Normally, frontier needs to be used in conjunction with allowed to work:
// Allows "FaceSpace"...
allow "^https?://facespace\.com";
// ... but never follow links inside it.
frontier "^https?://facespace\.com";
Using seed
Finally, Lopez needs to know where to start crawling. A good place to start a homepages, which are full of links to the rest of websites, but you can specify any URL. In fact, you can specify any number of seeds for the crawl. All the seeds will be used as starting points. This is useful if you know that there is an area of a website which is unreachable from the rest.
To declare seeds, you use the seed directive, which takes the URL of the seed (not a regular expression, mind you):, like so
seed "https://example.org";
seed "https://example.org/orphan-page";
Your configuration must include at least one seed to be valid and every seed needs to be allowed and not be in the frontier.

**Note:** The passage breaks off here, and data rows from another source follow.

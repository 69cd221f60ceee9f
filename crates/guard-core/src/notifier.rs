//! User-visible notifications

use async_trait::async_trait;

/// Title of the notification sent after a repair.
pub const REPAIR_TITLE: &str = "Synology Drive configuration updated";

/// Body of the notification sent after a repair.
pub const REPAIR_MESSAGE: &str = "Ignore rules were restored and the client was restarted.";

/// Fire-and-forget notification sink.
///
/// Implementations swallow their own failures; a lost notification never
/// affects a cycle.
#[async_trait]
pub trait Notifier: Send + Sync {
    async fn send(&self, title: &str, message: &str);
}
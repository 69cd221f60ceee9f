//! Filesystem watcher for the configuration directory

use std::path::Path;
use std::sync::Arc;

use notify::event::ModifyKind;
use notify::{Event, EventKind, RecommendedWatcher, RecursiveMode, Watcher};
use tokio::sync::mpsc;
use tokio::task::JoinHandle;

use super::debounce::Debouncer;
use crate::error::Result;

/// Watches one directory and arms a [`Debouncer`] on relevant changes.
///
/// Dropping the watcher stops both the OS subscription and the event loop.
pub struct ChangeWatcher {
    _watcher: RecommendedWatcher,
    events: JoinHandle<()>,
}

impl ChangeWatcher {
    /// Subscribe to `dir` (non-recursively) and spawn the event loop.
    ///
    /// Must be called inside a tokio runtime.
    pub fn start(dir: &Path, watched: Vec<String>, debouncer: Arc<Debouncer>) -> Result<Self> {
        let (tx, mut rx) = mpsc::unbounded_channel();

        let mut watcher = RecommendedWatcher::new(
            move |res: notify::Result<Event>| {
                // The receiver only goes away when the watcher is being dropped.
                let _ = tx.send(res);
            },
            notify::Config::default(),
        )?;
        watcher.watch(dir, RecursiveMode::NonRecursive)?;
        tracing::info!(dir = %dir.display(), files = ?watched, "Watching for filter changes");

        let events = tokio::spawn(async move {
            while let Some(res) = rx.recv().await {
                match res {
                    Ok(event) => {
                        if let Some(file) = qualifying_file(&event, &watched) {
                            tracing::debug!(%file, kind = ?event.kind, "Filter file changed");
                            debouncer.arm();
                        }
                    }
                    Err(e) => tracing::warn!("Watcher error: {}", e),
                }
            }
        });

        Ok(Self {
            _watcher: watcher,
            events,
        })
    }
}

impl Drop for ChangeWatcher {
    fn drop(&mut self) {
        self.events.abort();
    }
}

/// The watched file name `event` refers to, if it is a write or create.
///
/// Metadata-only changes (permissions, timestamps) never qualify.
pub fn qualifying_file(event: &Event, watched: &[String]) -> Option<String> {
    match event.kind {
        EventKind::Create(_) => {}
        EventKind::Modify(ModifyKind::Metadata(_)) => return None,
        EventKind::Modify(_) => {}
        _ => return None,
    }

    event
        .paths
        .iter()
        .filter_map(|path| path.file_name().and_then(|n| n.to_str()))
        .find(|name| watched.iter().any(|w| w == name))
        .map(str::to_string)
}

#[cfg(test)]
mod tests {
    use super::*;
    use notify::event::{CreateKind, DataChange, MetadataKind, RemoveKind, RenameMode};
    use rstest::rstest;
    use std::path::PathBuf;

    fn watched() -> Vec<String> {
        vec!["blacklist.filter".to_string(), "filter-v4150".to_string()]
    }

    fn event(kind: EventKind, name: &str) -> Event {
        Event::new(kind).add_path(PathBuf::from("/conf").join(name))
    }

    #[rstest]
    #[case::data_write(EventKind::Modify(ModifyKind::Data(DataChange::Content)), "blacklist.filter", true)]
    #[case::any_modify(EventKind::Modify(ModifyKind::Any), "filter-v4150", true)]
    #[case::rename_into_place(EventKind::Modify(ModifyKind::Name(RenameMode::To)), "blacklist.filter", true)]
    #[case::create(EventKind::Create(CreateKind::File), "filter-v4150", true)]
    #[case::metadata(EventKind::Modify(ModifyKind::Metadata(MetadataKind::Permissions)), "blacklist.filter", false)]
    #[case::remove(EventKind::Remove(RemoveKind::File), "blacklist.filter", false)]
    #[case::other_file(EventKind::Modify(ModifyKind::Data(DataChange::Content)), "sync.db", false)]
    #[case::own_temp_file(EventKind::Create(CreateKind::File), ".blacklist.filter.42.tmp", false)]
    fn test_qualifying_file(#[case] kind: EventKind, #[case] name: &str, #[case] expected: bool) {
        let result = qualifying_file(&event(kind, name), &watched());
        assert_eq!(result.is_some(), expected);
        if expected {
            assert_eq!(result.unwrap(), name);
        }
    }
}
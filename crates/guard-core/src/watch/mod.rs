//! Change detection
//!
//! [`ChangeWatcher`] turns filesystem notifications for the watched filter
//! files into [`Debouncer::arm`] calls; the [`Debouncer`] coalesces each
//! burst into a single deferred action.

mod debounce;
mod watcher;

pub use debounce::Debouncer;
pub use watcher::{ChangeWatcher, qualifying_file};
//! Backup-then-write persistence with privilege fallback

use std::fmt;
use std::path::Path;

use crate::backup::BackupStore;
use crate::elevated::{PrivilegedWrite, SudoTee};
use crate::{Result, io};

/// How a write reached the disk.
#[derive(Debug, Clone, Copy, PartialEq, Eq)]
pub enum WriteMethod {
    /// Unprivileged atomic write.
    Direct,
    /// Retried through the elevated helper after permission was denied.
    Elevated,
}

impl fmt::Display for WriteMethod {
    fn fmt(&self, f: &mut fmt::Formatter<'_>) -> fmt::Result {
        match self {
            Self::Direct => write!(f, "direct"),
            Self::Elevated => write!(f, "elevated"),
        }
    }
}

/// Persists filter-file content.
pub struct PersistenceWriter {
    backups: BackupStore,
    elevated: Box<dyn PrivilegedWrite>,
}

impl PersistenceWriter {
    /// Writer that escalates through `sudo`.
    pub fn new(backups: BackupStore) -> Self {
        Self::with_elevated(backups, SudoTee::new())
    }

    pub fn with_elevated(backups: BackupStore, elevated: impl PrivilegedWrite + 'static) -> Self {
        Self {
            backups,
            elevated: Box::new(elevated),
        }
    }

    pub fn backups(&self) -> &BackupStore {
        &self.backups
    }

    /// Back up `path`, then replace its content.
    ///
    /// A failed backup is logged and does not stop the write. Permission
    /// errors from the direct write are retried once through the elevated
    /// helper; any other failure is returned with the file untouched.
    pub fn write(&self, path: &Path, content: &str) -> Result<WriteMethod> {
        if let Err(e) = self.backups.backup(path) {
            tracing::warn!(path = %path.display(), "Backup failed, writing anyway: {}", e);
        }

        match io::write_text(path, content) {
            Ok(()) => {
                tracing::info!(path = %path.display(), "Wrote filter file");
                Ok(WriteMethod::Direct)
            }
            Err(e) if e.is_permission_denied() => {
                tracing::warn!(
                    path = %path.display(),
                    "Permission denied, retrying with elevated helper"
                );
                self.elevated.write(path, content.as_bytes())?;
                tracing::info!(path = %path.display(), "Wrote filter file with elevated helper");
                Ok(WriteMethod::Elevated)
            }
            Err(e) => {
                tracing::error!(path = %path.display(), "Failed to write filter file: {}", e);
                Err(e)
            }
        }
    }
}
//! Watch command implementation

use std::sync::Arc;

use colored::Colorize;
use guard_core::daemon;

use super::runtime;
use crate::context::Context;
use crate::error::{CliError, Result};

/// Run the daemon until Ctrl-C (or SIGTERM on unix).
pub fn run_watch(ctx: &Context) -> Result<()> {
    let runtime = runtime()?;
    runtime.block_on(async {
        let coordinator = Arc::new(ctx.coordinator()?);
        println!(
            "{} Guarding {}",
            "=>".blue().bold(),
            coordinator.conf_dir().display().to_string().cyan()
        );
        daemon::run(coordinator, ctx.settings.timings.debounce(), shutdown_signal()).await?;
        Ok::<_, CliError>(())
    })
}

async fn shutdown_signal() {
    let ctrl_c = async {
        if let Err(e) = tokio::signal::ctrl_c().await {
            tracing::error!("Failed to listen for Ctrl-C: {}", e);
            std::future::pending::<()>().await;
        }
    };

    #[cfg(unix)]
    let terminate = async {
        use tokio::signal::unix::{SignalKind, signal};
        match signal(SignalKind::terminate()) {
            Ok(mut sigterm) => {
                sigterm.recv().await;
            }
            Err(e) => {
                tracing::error!("Failed to listen for SIGTERM: {}", e);
                std::future::pending::<()>().await;
            }
        }
    };

    #[cfg(not(unix))]
    let terminate = std::future::pending::<()>();

    tokio::select! {
        _ = ctrl_c => {}
        _ = terminate => {}
    }
}
//! Well-known locations

use std::path::{Path, PathBuf};

use crate::error::{Error, Result};

/// Location of the client's filter files relative to the home directory.
pub const APP_CONF_SUBPATH: &str =
    "Library/Application Support/SynologyDrive/SynologyDrive.app/Contents/Resources/conf";

/// Name of the settings directory under the platform config directory.
const SETTINGS_DIR: &str = "syno-guard";

/// Default watched directory for the current user.
pub fn default_conf_dir() -> Result<PathBuf> {
    dirs::home_dir()
        .map(|home| home.join(APP_CONF_SUBPATH))
        .ok_or(Error::HomeDirUnresolved)
}

/// Default settings file, `<config dir>/syno-guard/config.toml`.
pub fn default_settings_path() -> Option<PathBuf> {
    dirs::config_dir().map(|dir| dir.join(SETTINGS_DIR).join("config.toml"))
}

/// Pick the watched directory and verify it exists.
///
/// Precedence: `cli_override`, then `configured`, then the default.
pub fn resolve_conf_dir(cli_override: Option<&Path>, configured: Option<&Path>) -> Result<PathBuf> {
    let dir = match cli_override.or(configured) {
        Some(dir) => dir.to_path_buf(),
        None => default_conf_dir()?,
    };

    if !dir.is_dir() {
        return Err(Error::ConfDirMissing { path: dir });
    }

    tracing::debug!(conf_dir = %dir.display(), "Resolved config directory");
    Ok(dir)
}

Interactions with robots.txt
Sites use the Robots Exclusion Protocol to control which pages are allowed for web crawlers and which are not, among other things. Lopez complies with this standard and there is no way to opt out from it. This means that, in addition to the boundary rules defined in your configuration, a certain page might not be included in the crawl because of the robots exclusion protocol. You can test if a given page is allowed by this standard using the test verb in Lopez’ CLI.